NEW deadly superbugs resistant to the most powerful antibiotics are a "major public health concern", experts warned yesterday.

NHS doctors are worried after seeing inceasing numbers of patients carrying a mutant form of bug NHS doctors are worried after seeing inceasing numbers of patients carrying a mutant form of bug

NHS doctors are worried after seeing an increasing number of patients carry a mutant form of bug that can fight off even potent new drugs based on penicillin.

Scientists believe that there is an urgent need to discover how these superbugs are spreading in order to protect the public.

And although the NHS is managing to combat levels of MRSA and C. difficile by improving hygiene and screening patients, the new bugs could be much harder to beat. The warning comes as the World Health Organisation admitted that the failure to tackle superbugs could lead to a “nightmare scenario” in which the world has no new drugs to treat patients who are resistant.

The body said abuse of antibiotics for humans and in the food chain was fostering antibiotic resistance and threatening to take the world to an era before the discovery of penicillin in the 1920s.

Even the strongest bugs can't beat it

NHS superbug fears

Medical care could return to an age where simple infections do not respond to treatment and routine operations become life-threatening as a result of the reckless use of antibiotics.

In launching World Health Day today, the WHO has revealed that a staggering 25,000 people in the EU die from superbugs every year.

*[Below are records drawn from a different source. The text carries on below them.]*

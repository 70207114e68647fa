pub mod answers;
pub mod cli;
pub mod config;
pub mod log;
pub mod misc;
pub mod session;

#[cfg(test)]
pub mod testing;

But for the UK, the new threat is not posed by traditional superbugs such as MRSA and C. difficile – experts are more concerned about the threat from drug-resistant forms of e.coli and pneumonia.

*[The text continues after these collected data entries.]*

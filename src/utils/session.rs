use std::fs;
use std::path::{Path, PathBuf};

use eyre::Result;
use log::{debug, info, warn};

use crate::models::session::SessionState;

/// Session state persisted between invocations, one JSON file per user.
pub struct SessionStore {
    path: PathBuf,
}

impl SessionStore {
    pub fn new(path: impl Into<PathBuf>) -> Self {
        Self { path: path.into() }
    }

    pub fn path(&self) -> &Path {
        &self.path
    }

    /// Loads the stored session; a missing or unreadable file yields the defaults.
    pub fn load(&self) -> SessionState {
        if !self.path.exists() {
            debug!("no session at {}, starting fresh", self.path.display());
            return SessionState::default();
        }

        match fs::read_to_string(&self.path) {
            Ok(content) => match serde_json::from_str(&content) {
                Ok(state) => {
                    debug!("loaded session from {}", self.path.display());
                    state
                }
                Err(e) => {
                    warn!(
                        "ignoring corrupt session file {}: {}",
                        self.path.display(),
                        e
                    );
                    SessionState::default()
                }
            },
            Err(e) => {
                warn!("failed to read session {}: {}", self.path.display(), e);
                SessionState::default()
            }
        }
    }

    pub fn save(&self, state: &SessionState) -> Result<()> {
        if let Some(parent) = self.path.parent()
            && !parent.as_os_str().is_empty()
            && !parent.exists()
        {
            fs::create_dir_all(parent)?;
            info!("created session directory: {}", parent.display());
        }

        fs::write(&self.path, serde_json::to_string_pretty(state)?)?;
        debug!("saved session to {}", self.path.display());
        Ok(())
    }

    pub fn clear(&self) -> Result<()> {
        if self.path.exists() {
            fs::remove_file(&self.path)?;
            info!("cleared session at {}", self.path.display());
        }
        Ok(())
    }
}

The e.coli bug can cause nasty urinary infections in hospital patients who are already very unwell. Doctors would usually give medicines known as carbapenems but an increasing amount of patients are carrying a mutant form of e.coli that does not respond.

Left untreated, e.coli in the blood stream and a new form of drug-resistant pneumonia can leave patients dangerously ill or even cause death.

Chris Thomas, the professor of molecular genetics at the University of Birmingham, said up to 10 per cent of people now carry a form of e.coli that is resistant to treatment. Although e.coli is carried by most humans and is found in the faeces, scientists want to know if the resistant form can be passed from person to person on dirty surfaces or even through the flow from sewage.

Prof Thomas said: “If a patient is resistant to the two main forms of antibiotic for e.coli, there is little that can be done. This bug can be very bad news. Now we need to know whether these bugs are spreading in the environment rather than from person to person”. Official figures from the Health Protection Agency show there were over 300 cases of bugs that were resistant to carbapenems last year – up from just 50 the previous year.

Dr David Livermore, director of the HPA antibiotic resistance monitoring and reference laboratory, said: “So much of modern medicine – from gut surgery to cancer treatment, to transplants – depends on our ability to treat infection.

“If resistance destroys that ability then the whole edifice of modern medicine crumbles.”

The NHS has made huge progress in slashing rates of common superbugs such as MRSA and C. difficile.

This has been achieved by testing people before they enter hospital, ensuring staff wash their hands regularly and also isolating patients who have the bugs.

GPs have been told to stop over-prescribing antibiotics for conditions they cannot treat in order to appease anxious patients.

The Government is stepping up campaigns against superbugs and will start to monitor rates of other bugs that could pose a threat, including e.coli.